I guess you could say I cracked a few years ago when Renee Lynch of the Los Angeles Times prepared two stunning specimens for the Eat My Blog bake sale. Since the proceeds from the pies benefited the L.A. Regional Foodbank, I let go of my irrational stance and finally indulged in Chef Christina Tosi‘s Momo-fied take on southern Chess Pie. I’ll do anything for a good cause, wink wink.

This Vietnamese-twist on Crack Pie is still as ooey gooey, buttery, and sugary as the original, but slightly more complex due to a shot of dark and bitter espresso. There’s also a generous pour of sweetened condensed milk in the filling that really makes the entire package taste like a tall glass of cà phê sữa đá.

This recipe, which is a combination of crust by the Los Angeles Times and filling by Javaholic, makes two whole Crack Pies. While this might seem like too much of a good thing, you really can’t go wrong. Everyone loves Crack Pie.

Cookie for crust

  • 2/3 cup plus 1 tablespoon (3 ounces) flour
  • Scant 1/8 teaspoon baking powder
  • Scant 1/8 teaspoon baking soda
  • 1/4 teaspoon salt
  • 1/2 cup (1 stick) softened butter
  • 1/3 cup (2 1/2 ounces) light brown sugar
  • 3 tablespoons (1 1/4 ounces) sugar
  • 1 egg

For crust

  • Crumbled cookie for crust
  • 1/4 cup (1/2 stick) butter
  • 1 1/2 tablespoons (3/4 ounce) brown sugar
  • 1/8 teaspoon salt
  • Scant 1 cup (3 1/2 ounces) rolled oats

For filling

  • 14 tablespoons light brown sugar (3 1/2 ounces)
  • 1/4 teaspoon salt
  • 6 tablespoons milk powder
  • 1 cup (2 stick) melted butter
  • 1/2 cup espresso or strongly brewed coffee
  • 1 cup sweetened condensed milk
  • 8 large egg yolks, beaten
  • 1 teaspoon vanilla

Make cookie crust

Vietnamese Coffee Crack Pie | Banh "Crack" Ca Phe Sua

Heat the oven to 375 degrees.

In a medium bowl, sift together the flour, baking powder, baking soda and salt.
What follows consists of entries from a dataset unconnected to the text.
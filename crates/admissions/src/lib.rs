//! Admission lifecycle engine: application state machine, role policy, seat ledger, and the
//! HTTP surface over them.

pub mod config;
pub mod error;
pub mod telemetry;
pub mod workflows;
In the bowl of a stand mixer using the paddle attachment, or in a large bowl using an electric mixer, beat the butter, brown sugar and sugar until light and fluffy. Whisk the egg into the butter mixture until fully incorporated. With the mixer running, beat in the flour mixture, a little at a time, until fully combined. Stir in the oats until incorporated.
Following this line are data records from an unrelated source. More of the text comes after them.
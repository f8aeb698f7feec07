use admissions::workflows::admissions::{
    ActivityAction, ActivityEvent, AuditError, AuditSink, MemoryAuditLog,
};
use metrics_exporter_prometheus::PrometheusHandle;
use std::sync::atomic::AtomicBool;
use std::sync::Arc;
use tracing::info;

#[derive(Clone)]
pub(crate) struct AppState {
    pub(crate) readiness: Arc<AtomicBool>,
    pub(crate) metrics: Arc<PrometheusHandle>,
}

/// Audit sink that writes each event to the `audit` log target.
///
/// The long-running server only logs; a retained trail is opt-in for short runs that read it
/// back.
#[derive(Default)]
pub(crate) struct TracingAuditSink {
    trail: Option<MemoryAuditLog>,
}

impl TracingAuditSink {
    pub(crate) fn retaining() -> Self {
        Self {
            trail: Some(MemoryAuditLog::new()),
        }
    }

    pub(crate) fn events(&self) -> Vec<ActivityEvent> {
        self.trail.as_ref().map(MemoryAuditLog::events).unwrap_or_default()
    }

    pub(crate) fn count(&self, action: ActivityAction) -> usize {
        self.trail.as_ref().map_or(0, |trail| trail.count(action))
    }
}

impl AuditSink for TracingAuditSink {
    fn record(&self, event: ActivityEvent) -> Result<(), AuditError> {
        info!(
            target: "audit",
            action = event.action.label(),
            actor = %event.actor,
            college_id = %event.college_id,
            entity = %event.entity,
            before = event.before.map(|status| status.label()),
            after = event.after.map(|status| status.label()),
            "activity recorded"
        );
        match &self.trail {
            Some(trail) => trail.record(event),
            None => Ok(()),
        }
    }
}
Vietnamese Coffee Crack Pie | Banh "Crack" Ca Phe Sua

Spread the mixture onto a 9-inch-by-13-inch baking sheet and bake until golden brown and set, about 20 minutes. Remove from heat and cool to the touch on a rack. Crumble the cooled cookie to use in the crust. This makes enough for two crusts.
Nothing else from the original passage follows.